Mas o cowboy também está on. Como mostra este texto da Semafor, em redes como YouTube, Twitter, e Facebook (que sinalizam contas associadas ao governo chinês), floresce a propaganda anti-China. Chama atenção especialmente um gênero de vídeos dedicados a “prever” contínua e repetidamente o colapso da China. Às vezes esse conteúdo está associado a agentes abertamente contrários ao governo chinês, como no caso da Falun Gong, associada ao The Epoch Times e The Vision Times; mas há também vídeos postados por pessoas com motivações mais simples: atrair milhões de espectadores em busca desse tipo de conteúdo.
Zheng He foi um grande explorador chinês do século XV. Sob seu comando, o império da China chegou a praticamente todos os cantos do mundo. Esta seção é inspirada nele e te convida a explorar ainda mais a China.
Dinossauro: um fóssil do Microraptor foi encontrado na China com vestígios bem preservados de sua última refeição — um pé de um mamífero. Essa é a primeira evidência da dieta dessa espécie de dinossauro.
Nova sinologia: querendo renovar suas referências acadêmicas de estudos sobre a China? Vale dar uma olhada nestes textos reunidos pelo China Heritage.
Sobriedade: em sua coluna de despedida da Folha de S. Paulo, Tatiana Prazeres fez um bonito relato sobre sua experiência de escrever sobre a China. Ela recomenda humildade para quem quer saber mais sobre o país asiático. Nós concordamos.
Música: confira o top 10 de músicas mais ouvidas de 2022 no QQ音乐, popular serviço de streaming de músicas na China. Dica do Calebe.

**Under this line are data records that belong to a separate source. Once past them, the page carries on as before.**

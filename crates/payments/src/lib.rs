//! Purchase/payment lifecycle.
//!
//! [`PaymentService`] moves a purchase and its payment through their
//! statuses:
//!
//! - synchronous: `creating` purchase is processed and becomes `paid`
//! - asynchronous: the payment is initiated (purchase `completing`), then
//!   finalized (purchase `completed`) or cancelled (purchase back to `creating`)
//!
//! External processors plug in through [`PaymentProvider`], looked up by the
//! payment method's `sys_name` in a [`ProviderRegistry`].

pub mod error;
pub mod provider;
pub mod providers;
pub mod registry;
pub mod service;

pub use error::{PaymentError, ProviderError, Result, ValidationError};
pub use provider::PaymentProvider;
pub use providers::{
    DefaultPaymentProvider, InMemoryPaymentProvider, ProviderOperation, ProviderOutcome,
};
pub use registry::ProviderRegistry;
pub use service::PaymentService;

Adeus ao Rei: o falecimento de Pelé foi notícia também na China. Confira a cobertura da Xinhua e a galeria de fotos do Rei no país asiático disponibilizada pelo Diário do Povo.
A biblioteca do chefe: volta e meia sai uma lista anual de livros recomendados por Xi Jinping. Dessa vez, o autor da Beijing Channel se inspirou e usou o vídeo de discurso de Ano Novo do líder chinês para compilar o que estava na estante.
Mais uma retrospectiva: o Sixth Tone lançou a lista de gírias e termos que tomaram conta da internet chinesa no ano de 2022. Já fica a dica para treinar o mandarim.